Brexit of itself, especially leaving the single market, is enough to be getting on with. It already creates a space for political renewal and creates enough problems of its own. If Brexit is fundamentally about sovereignty then this deal goes a long way toward that goal. The rest we must accept, not only as a recognition that absolute sovereignty is a nebulous concept but also as the price for Brexiter intransigence. They actively resisted having a plan and chose instead to wail from the sidelines. The destination is one of their own making.

And then ultimately, of all the rules, regulations and international conventions I take my guidance from, there are still none more relevant than the Ferengi Rules of Acquisition. The third rule is "Never spend more for an acquisition than you have to". Should we bide our time we can get what we want, but to walk away now is to pay a price we simply cannot afford. Only a lobeless idiot would gamble a £270bn a year trade relationship for the sake of a one off payment of £39bn.

You can argue the toss about the arcane points of principle of the backstop, and whinge about non-regression clauses, but this is the world as we find it. Most people don't care about aviation safety rules or what food safety regime we use just so long as it works. I'm not going to go to the barricades over that and it's not why I got into politics. If, at the end of the day, your trade and economic policy involves mobilising the army and breaking out the civil contingency plans, then it's fair to say it needs a bit of a rethink.
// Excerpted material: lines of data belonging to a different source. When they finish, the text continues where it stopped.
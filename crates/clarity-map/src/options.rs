//! Tunables for classification and header discovery.

use serde::{Deserialize, Serialize};

use crate::error::{MapError, Result};

/// Rows rendered into the classifier's sample text.
pub const CLASSIFIER_SAMPLE_ROWS: usize = 20;
/// Rows searched for a header.
pub const HEADER_SCAN_ROWS: usize = 20;
/// Minimum resolved fraction for a single header row.
pub const DEFAULT_SINGLE_ROW_THRESHOLD: f64 = 0.5;
/// Minimum resolved fraction for a two-row header.
pub const DEFAULT_TWO_ROW_THRESHOLD: f64 = 0.6;

/// Fraction of canonical columns that must resolve for a header to qualify.
///
/// The two-row pass merges two rows and so needs a stricter bar.
#[derive(Debug, Clone, Copy, PartialEq, Serialize, Deserialize)]
pub struct HeaderThresholds {
    pub single_row: f64,
    pub two_row: f64,
}

impl Default for HeaderThresholds {
    fn default() -> Self {
        Self {
            single_row: DEFAULT_SINGLE_ROW_THRESHOLD,
            two_row: DEFAULT_TWO_ROW_THRESHOLD,
        }
    }
}

impl HeaderThresholds {
    pub fn validate(&self) -> Result<()> {
        check_fraction("single_row", self.single_row)?;
        check_fraction("two_row", self.two_row)
    }
}

fn check_fraction(name: &'static str, value: f64) -> Result<()> {
    if value > 0.0 && value <= 1.0 {
        Ok(())
    } else {
        Err(MapError::InvalidThreshold { name, value })
    }
}

/// Options shared by the classifier and header locator.
#[derive(Debug, Clone, Copy, PartialEq, Serialize, Deserialize)]
pub struct IngestOptions {
    pub thresholds: HeaderThresholds,
    pub header_scan_rows: usize,
    pub sample_rows: usize,
}

impl Default for IngestOptions {
    fn default() -> Self {
        Self {
            thresholds: HeaderThresholds::default(),
            header_scan_rows: HEADER_SCAN_ROWS,
            sample_rows: CLASSIFIER_SAMPLE_ROWS,
        }
    }
}

impl IngestOptions {
    pub fn validate(&self) -> Result<()> {
        self.thresholds.validate()?;
        if self.header_scan_rows == 0 {
            return Err(MapError::InvalidDepth {
                name: "header_scan_rows",
            });
        }
        if self.sample_rows == 0 {
            return Err(MapError::InvalidDepth { name: "sample_rows" });
        }
        Ok(())
    }
}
When the tale of Brexit is told it will be a tale of squandered opportunities and wasted time. A better deal was always possible but pragmatism and ambition were crushed under the weight of propaganda from both sides. The remainers ideas were limited by their stunted horizons, unable to see anything beyond Brussels. The Brexiteers made an irrelevance of themselves by refusing to acknowledge reality. It therefore fell to Theresa May to reconcile the irreconcilable to the best of her limited abilities. This she has done. You don't have to like it, because I sure as hell don't, but for now, this is the hand we are dealt.

Leaving without a deal is not just a matter of whether we can keep the trucks rolling. This is about safeguarding dialogue with the EU ensuring that there is a basis for amicable future relations. The ramifications of an embittered and acrimonious breakup are serious. It has has grave and long lasting geo-strategic consequences. We have to be mindful that whatever our view of the EU, it still exists and will continue to exert power in the region and beyond, It is still an entity with which we must contend. 

For all the dire warnings, some verging on the ridiculous, we have to keep in mind that the media is largely unable to cope with the detail of any given story and will trivialise and sensationalise it in order to generate clicks. It is that lack of seriousness that allows Brexiteers to write it all of as "project fear". 

Behind each and every one of those stories, though, is a legitimate concern based on the legal standing of the EU, as set out in the EU Notices to Stakeholders. We cannot know the full extent of the impact but even if much of it is hyperventilation, it's the slow degrading impacts of economic isolation from Europe that will take the greatest toll. Like in war, the humble AK-47 accounts for a higher body count than the A-Bomb.

Every Brexiter, myself included, feels the impulse to tell the EU where to shove their deal. There would be considerable momentary satisfaction in doing so. My feeling, however, is that our own supine and servile political class will be grovelling to Brussels in no time, and without fanfare will sign up to more or less the same terms and conditions. The more volatile our exit, the more pain we endure, the greater the likelihood of total capitulation down the line. For that reason I am backing Theresa May's deal. For all of its flaws, no deal at all is too rich for my blood.